Buy Americanah (2013) – Chimimanda Ngozi Adichie
I haven’t read Half of a Yellow Sun, which is supposed to be Adichie’s masterpiece, but I picked up this one, which is her latest. It’s the story of two Nigerians, Ifemelu & Obinzie. During school, they begin a love affair, but as the novel follows them on their separate paths, to America, Britain, back to Nigeria, through separate relationships, an arranged marriage, a demeaning sexual relationship, pained love affairs, we understand the way they view the world and wonder if fate will bring them back to each other. Or we’re supposed to. I had an odd reaction to this book. I thought that Adichie’s prose was really wonderful. She just has a very clear tone, but also beautiful and elevated without ever being flowery. And the two main characters, particularly Ifemelu, are well-written and interesting.
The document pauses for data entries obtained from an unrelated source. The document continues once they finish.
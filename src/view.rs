//! Derived values for the movie and TV detail pages.

use serde::Serialize;

use crate::format::{
    format_date, format_money, format_rating, format_runtime, group_thousands, image_url,
    language_name, poster_or_placeholder, release_year, ImageSize,
};
use crate::tmdb::{
    CastMember, Credits, CrewMember, Genre, MovieDetails, ShowDetails, Title, Video,
};

pub const MAX_CAST: usize = 6;
pub const MAX_SIMILAR: usize = 10;
const YOUTUBE_EMBED: &str = "https://www.youtube.com/embed/";

fn is_youtube(video: &Video) -> bool {
    video.site.eq_ignore_ascii_case("YouTube")
}

/// First YouTube video in tier order: a promo of one of `promo_kinds` named "...trailer...",
/// then any such promo, then any YouTube video at all.
pub(crate) fn pick_video<'a>(videos: &'a [Video], promo_kinds: &[&str]) -> Option<&'a Video> {
    let is_promo = |v: &Video| is_youtube(v) && promo_kinds.contains(&v.video_type.as_str());

    videos
        .iter()
        .find(|&v| is_promo(v) && v.name.to_lowercase().contains("trailer"))
        .or_else(|| videos.iter().find(|&v| is_promo(v)))
        .or_else(|| videos.iter().find(|&v| is_youtube(v)))
}

pub fn select_trailer(videos: &[Video]) -> Option<&Video> {
    pick_video(videos, &["Trailer"])
}

pub fn find_director(crew: &[CrewMember]) -> Option<&CrewMember> {
    crew.iter().find(|c| c.job == "Director")
}

pub fn top_cast(cast: &[CastMember]) -> &[CastMember] {
    &cast[..cast.len().min(MAX_CAST)]
}

pub fn similar_titles<T>(similar: &[T]) -> &[T] {
    &similar[..similar.len().min(MAX_SIMILAR)]
}

pub fn trailer_embed_url(video: &Video) -> String {
    format!("{YOUTUBE_EMBED}{}?autoplay=0&rel=0", video.key)
}

#[derive(Debug, Clone, PartialEq, Serialize)]
pub struct CastCard {
    pub id: u64,
    pub name: String,
    pub character: String,
    pub profile_url: Option<String>,
}

#[derive(Debug, Clone, PartialEq, Serialize)]
pub struct TitleCard {
    pub id: u64,
    pub media_type: &'static str,
    pub title: String,
    pub poster_url: Option<String>,
    pub rating: String,
    pub year: Option<String>,
}

impl TitleCard {
    pub fn from_title(title: &Title, image_base: &str) -> Self {
        let media_type = match title {
            Title::Movie(_) => "movie",
            Title::Tv(_) => "tv",
        };
        Self {
            id: title.id(),
            media_type,
            title: title.display_name().to_string(),
            poster_url: image_url(image_base, ImageSize::W300, title.poster_path()),
            rating: format_rating(title.vote_average()),
            year: release_year(Some(title.release_date())),
        }
    }
}

/// Everything a detail page renders, already formatted.
#[derive(Debug, Clone, PartialEq, Serialize)]
pub struct DetailView {
    pub id: u64,
    pub media_type: &'static str,
    pub title: String,
    pub tagline: Option<String>,
    pub overview: String,
    pub status: String,
    pub poster_url: String,
    pub backdrop_url: Option<String>,
    pub release_date: String,
    pub runtime: String,
    pub rating: String,
    pub votes: String,
    pub genres: Vec<Genre>,
    pub director: Option<String>,
    pub original_language: String,
    #[serde(skip_serializing_if = "Option::is_none")]
    pub budget: Option<String>,
    #[serde(skip_serializing_if = "Option::is_none")]
    pub revenue: Option<String>,
    #[serde(skip_serializing_if = "Option::is_none")]
    pub seasons: Option<u32>,
    #[serde(skip_serializing_if = "Option::is_none")]
    pub episodes: Option<u32>,
    pub trailer_url: Option<String>,
    pub cast: Vec<CastCard>,
    pub similar: Vec<TitleCard>,
}

impl DetailView {
    pub fn from_movie(details: &MovieDetails, image_base: &str) -> Self {
        let movie = &details.movie;
        let videos = details.videos.as_ref().map(|v| v.results.as_slice());
        let similar: Vec<Title> = details
            .similar
            .as_ref()
            .map(|p| similar_titles(&p.results))
            .unwrap_or_default()
            .iter()
            .cloned()
            .map(Title::Movie)
            .collect();

        Self {
            id: movie.id,
            media_type: "movie",
            title: movie.title.clone(),
            tagline: non_empty(details.tagline.as_deref()),
            overview: movie.overview.clone(),
            status: non_empty(details.status.as_deref()).unwrap_or_else(|| "N/A".to_string()),
            poster_url: poster_or_placeholder(image_base, movie.poster_path.as_deref()),
            backdrop_url: image_url(image_base, ImageSize::Original, movie.backdrop_path.as_deref()),
            release_date: format_date(Some(&movie.release_date)),
            runtime: format_runtime(details.runtime.unwrap_or(0)),
            rating: format_rating(movie.vote_average),
            votes: group_thousands(movie.vote_count),
            genres: details.genres.clone(),
            director: director_name(details.credits.as_ref()),
            original_language: language_name(&movie.original_language),
            budget: Some(format_money(details.budget)),
            revenue: Some(format_money(details.revenue)),
            seasons: None,
            episodes: None,
            trailer_url: videos.and_then(select_trailer).map(trailer_embed_url),
            cast: cast_cards(details.credits.as_ref(), image_base),
            similar: similar
                .iter()
                .map(|t| TitleCard::from_title(t, image_base))
                .collect(),
        }
    }

    pub fn from_show(details: &ShowDetails, image_base: &str) -> Self {
        let show = &details.show;
        let videos = details.videos.as_ref().map(|v| v.results.as_slice());
        let similar: Vec<Title> = details
            .similar
            .as_ref()
            .map(|p| similar_titles(&p.results))
            .unwrap_or_default()
            .iter()
            .cloned()
            .map(Title::Tv)
            .collect();
        let runtime = details.episode_run_time.first().copied().unwrap_or(0);

        Self {
            id: show.id,
            media_type: "tv",
            title: show.name.clone(),
            tagline: non_empty(details.tagline.as_deref()),
            overview: show.overview.clone(),
            status: non_empty(details.status.as_deref()).unwrap_or_else(|| "N/A".to_string()),
            poster_url: poster_or_placeholder(image_base, show.poster_path.as_deref()),
            backdrop_url: image_url(image_base, ImageSize::Original, show.backdrop_path.as_deref()),
            release_date: format_date(Some(&show.first_air_date)),
            runtime: format_runtime(runtime),
            rating: format_rating(show.vote_average),
            votes: group_thousands(show.vote_count),
            genres: details.genres.clone(),
            director: director_name(details.credits.as_ref()),
            original_language: language_name(&show.original_language),
            budget: None,
            revenue: None,
            seasons: details.number_of_seasons,
            episodes: details.number_of_episodes,
            trailer_url: videos.and_then(select_trailer).map(trailer_embed_url),
            cast: cast_cards(details.credits.as_ref(), image_base),
            similar: similar
                .iter()
                .map(|t| TitleCard::from_title(t, image_base))
                .collect(),
        }
    }
}

fn non_empty(value: Option<&str>) -> Option<String> {
    value
        .map(str::trim)
        .filter(|v| !v.is_empty())
        .map(str::to_string)
}

fn director_name(credits: Option<&Credits>) -> Option<String> {
    credits
        .and_then(|c| find_director(&c.crew))
        .map(|d| d.name.clone())
}

fn cast_cards(credits: Option<&Credits>, image_base: &str) -> Vec<CastCard> {
    let Some(credits) = credits else {
        return Vec::new();
    };
    top_cast(&credits.cast)
        .iter()
        .map(|c| CastCard {
            id: c.id,
            name: c.name.clone(),
            character: c.character.clone(),
            profile_url: image_url(image_base, ImageSize::W300, c.profile_path.as_deref()),
        })
        .collect()
}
But the novel lacks anything even approximating a serious plot and the book rambles aimlessly for, really, it’s entire length. Rambling is fine in a novel, but at almost six-hundred pages, this book is too long to sustain interest. A good hundred pages probably should have been cut. And I found especially lame the whole plotline about Ifemelu starting a blog; the story is then broken up by blog entries and, you know, if I wanted to read a blog, I’d read a blog, but probably not this one, if you get my drift. Still, it gets a lot of goodwill out of Adichie’s raw talent at creating prose. I’ll still check out Half of a Yellow Sun; hopefully, it has an actual story, along with the prose and characterizations. Anyway, it’s never particularly awful; it comes close in those blog entries a few times, but the problems are mainly in what the book lacks: energy, narrative, drive, etc. But I’ll give it a conditional recommendation. It’s not great, but I’ll allow a “good” rating. 3 stars.
tl;dr – Adichie’s beautiful prose and well-written lead characters can’t completely make up for the book’s lack of a strong narrative and aimless meandering, but they do their best. 3 stars.